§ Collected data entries
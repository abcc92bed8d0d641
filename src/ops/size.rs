use crate::config::ScanConfig;
use crate::error::Result;
use crate::scanner::{FileEntry, FileWalker, SkippedEntry};
use crate::units;
use serde::Serialize;
use std::path::PathBuf;

#[derive(Debug, Clone)]
pub struct SizeOptions {
    pub root: PathBuf,
}

impl SizeOptions {
    pub fn new<P: Into<PathBuf>>(root: P) -> Self {
        Self { root: root.into() }
    }
}

#[derive(Debug, Clone, Serialize)]
pub struct SizeReport {
    pub root: PathBuf,
    pub total_bytes: u64,
    pub total_mb: f64,
    pub file_count: usize,
    pub skipped: Vec<SkippedEntry>,
}

impl SizeReport {
    pub fn summary(&self) -> String {
        format!("Folder size: {}", units::format_mb(self.total_bytes))
    }
}

pub struct SizeAggregator {
    walker: FileWalker,
}

impl SizeAggregator {
    pub fn new(config: &ScanConfig) -> Self {
        Self {
            walker: FileWalker::new(config),
        }
    }

    pub fn run(
        &self,
        options: &SizeOptions,
        progress_callback: Option<&dyn Fn(&FileEntry)>,
    ) -> Result<SizeReport> {
        let outcome = self.walker.walk(&options.root, progress_callback)?;
        let total_bytes = outcome.total_bytes();

        Ok(SizeReport {
            root: outcome.root,
            total_bytes,
            total_mb: units::to_mb(total_bytes),
            file_count: outcome.entries.len(),
            skipped: outcome.skipped,
        })
    }
}
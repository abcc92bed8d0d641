use crate::error::{DirToolsError, Result};
use serde::{Deserialize, Serialize};
use std::fmt;
use std::path::Path;

#[derive(Debug, Clone, Default, Deserialize, Serialize)]
pub struct Config {
    #[serde(default)]
    pub scan: ScanConfig,
    #[serde(default)]
    pub manifest: ManifestConfig,
    #[serde(default)]
    pub output: OutputConfig,
}

#[derive(Debug, Clone, Deserialize, Serialize)]
#[serde(default)]
pub struct ScanConfig {
    pub follow_links: bool,
    pub case_insensitive: bool,
    /// Unlimited when absent.
    #[serde(skip_serializing_if = "Option::is_none")]
    pub max_depth: Option<usize>,
}

#[derive(Debug, Clone, Default, Deserialize, Serialize)]
#[serde(default)]
pub struct ManifestConfig {
    pub path_pattern: PathPattern,
}

#[derive(Debug, Clone, Deserialize, Serialize)]
#[serde(default)]
pub struct OutputConfig {
    pub show_progress: bool,
}

/// Which manifest lines count as absolute paths.
#[derive(Debug, Clone, Copy, Default, PartialEq, Eq, Deserialize, Serialize, clap::ValueEnum)]
#[serde(rename_all = "kebab-case")]
pub enum PathPattern {
    /// `C:\...` style: one uppercase ASCII letter, a colon, a separator
    DriveRoot,
    /// `/...` style
    Posix,
    /// Either of the above
    #[default]
    Any,
}

impl PathPattern {
    pub fn regex(self) -> &'static str {
        match self {
            PathPattern::DriveRoot => r"^[A-Z]:[\\/]",
            PathPattern::Posix => r"^/",
            PathPattern::Any => r"^(?:[A-Z]:[\\/]|/)",
        }
    }
}

impl fmt::Display for PathPattern {
    fn fmt(&self, f: &mut fmt::Formatter<'_>) -> fmt::Result {
        let name = match self {
            PathPattern::DriveRoot => "drive-root",
            PathPattern::Posix => "posix",
            PathPattern::Any => "any",
        };
        f.write_str(name)
    }
}

impl Default for ScanConfig {
    fn default() -> Self {
        Self {
            follow_links: false,
            case_insensitive: false,
            max_depth: None,
        }
    }
}

impl Default for OutputConfig {
    fn default() -> Self {
        Self {
            show_progress: true,
        }
    }
}

impl Config {
    pub fn load_from_file<P: AsRef<Path>>(path: P) -> Result<Self> {
        let path = path.as_ref();

        if !path.exists() {
            return Err(DirToolsError::Config {
                message: format!("Configuration file not found: {}", path.display()),
            });
        }

        let content = std::fs::read_to_string(path).map_err(|e| DirToolsError::Config {
            message: format!("Failed to read config file {}: {}", path.display(), e),
        })?;

        let config: Config = toml::from_str(&content).map_err(|e| DirToolsError::Config {
            message: format!("Failed to parse config file {}: {}", path.display(), e),
        })?;

        Ok(config)
    }

    pub fn load_with_defaults<P: AsRef<Path>>(config_path: Option<P>) -> Result<Self> {
        match config_path {
            Some(path) => Self::load_from_file(path),
            None => {
                let default_paths = ["dirtools.toml", ".dirtools.toml"];

                for default_path in &default_paths {
                    if Path::new(default_path).exists() {
                        return Self::load_from_file(default_path);
                    }
                }

                Ok(Self::default())
            }
        }
    }

    pub fn merge_with_cli_args(&mut self, cli_args: &CliOverrides) {
        if cli_args.follow_links {
            self.scan.follow_links = true;
        }

        if cli_args.case_insensitive {
            self.scan.case_insensitive = true;
        }

        if let Some(max_depth) = cli_args.max_depth {
            self.scan.max_depth = Some(max_depth);
        }

        if let Some(pattern) = cli_args.path_pattern {
            self.manifest.path_pattern = pattern;
        }

        if cli_args.no_progress {
            self.output.show_progress = false;
        }
    }

    pub fn save_to_file<P: AsRef<Path>>(&self, path: P) -> Result<()> {
        let path = path.as_ref();
        let content = toml::to_string_pretty(self).map_err(|e| DirToolsError::Config {
            message: format!("Failed to serialize config: {}", e),
        })?;

        std::fs::write(path, content).map_err(|e| DirToolsError::export_failed(path, e))?;

        Ok(())
    }

    pub fn validate(&self) -> Result<()> {
        if self.scan.max_depth == Some(0) {
            return Err(DirToolsError::Config {
                message: "Maximum directory depth must be greater than 0".to_string(),
            });
        }

        Ok(())
    }

    pub fn create_sample_config() -> String {
        toml::to_string_pretty(&Self::default()).unwrap_or_default()
    }
}

#[derive(Debug, Default)]
pub struct CliOverrides {
    pub follow_links: bool,
    pub case_insensitive: bool,
    pub max_depth: Option<usize>,
    pub path_pattern: Option<PathPattern>,
    pub no_progress: bool,
}

impl CliOverrides {
    pub fn new() -> Self {
        Self::default()
    }

    pub fn with_follow_links(mut self, follow: bool) -> Self {
        self.follow_links = follow;
        self
    }

    pub fn with_case_insensitive(mut self, ignore_case: bool) -> Self {
        self.case_insensitive = ignore_case;
        self
    }

    pub fn with_max_depth(mut self, max_depth: Option<usize>) -> Self {
        self.max_depth = max_depth;
        self
    }

    pub fn with_path_pattern(mut self, pattern: Option<PathPattern>) -> Self {
        self.path_pattern = pattern;
        self
    }

    pub fn with_no_progress(mut self, no_progress: bool) -> Self {
        self.no_progress = no_progress;
        self
    }
}

#[cfg(test)]
mod tests {
    use super::*;
    use tempfile::TempDir;

    #[test]
    fn test_default_config() {
        let config = Config::default();
        assert!(!config.scan.follow_links);
        assert!(!config.scan.case_insensitive);
        assert_eq!(config.scan.max_depth, None);
        assert_eq!(config.manifest.path_pattern, PathPattern::Any);
        assert!(config.output.show_progress);
    }

    #[test]
    fn test_config_validation() {
        let mut config = Config::default();
        assert!(config.validate().is_ok());

        config.scan.max_depth = Some(0);
        assert!(config.validate().is_err());
    }

    #[test]
    fn test_config_file_operations() {
        let temp_dir = TempDir::new().unwrap();
        let path = temp_dir.path().join("dirtools.toml");

        let mut config = Config::default();
        config.scan.case_insensitive = true;
        config.manifest.path_pattern = PathPattern::DriveRoot;
        config.save_to_file(&path).unwrap();

        let loaded = Config::load_from_file(&path).unwrap();
        assert!(loaded.scan.case_insensitive);
        assert_eq!(loaded.manifest.path_pattern, PathPattern::DriveRoot);
    }

    #[test]
    fn test_partial_config_uses_defaults() {
        let config: Config = toml::from_str("[manifest]\npath_pattern = \"posix\"\n").unwrap();
        assert_eq!(config.manifest.path_pattern, PathPattern::Posix);
        assert!(!config.scan.follow_links);
        assert!(config.output.show_progress);
    }

    #[test]
    fn test_missing_config_file() {
        let result = Config::load_from_file("/definitely/missing/dirtools.toml");
        assert!(matches!(result, Err(DirToolsError::Config { .. })));
    }

    #[test]
    fn test_cli_overrides() {
        let mut config = Config::default();

        let overrides = CliOverrides::new()
            .with_follow_links(true)
            .with_max_depth(Some(3))
            .with_path_pattern(Some(PathPattern::Posix))
            .with_no_progress(true);

        config.merge_with_cli_args(&overrides);

        assert!(config.scan.follow_links);
        assert!(!config.scan.case_insensitive);
        assert_eq!(config.scan.max_depth, Some(3));
        assert_eq!(config.manifest.path_pattern, PathPattern::Posix);
        assert!(!config.output.show_progress);
    }

    #[test]
    fn test_sample_config_generation() {
        let sample = Config::create_sample_config();
        assert!(sample.contains("[scan]"));
        assert!(sample.contains("[manifest]"));
        assert!(sample.contains("[output]"));
        assert!(sample.contains("path_pattern = \"any\""));
    }
}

§ Work instructions
Taking the lines above, repeat exactly those from the line that contains "#[derive(Debug, Default)]" through the line that contains "self.follow_links = follow;", and both of those lines as well. Include nothing else.

§ Answer section
#[derive(Debug, Default)]
pub struct CliOverrides {
    pub follow_links: bool,
    pub case_insensitive: bool,
    pub max_depth: Option<usize>,
    pub path_pattern: Option<PathPattern>,
    pub no_progress: bool,
}

impl CliOverrides {
    pub fn new() -> Self {
        Self::default()
    }

    pub fn with_follow_links(mut self, follow: bool) -> Self {
        self.follow_links = follow;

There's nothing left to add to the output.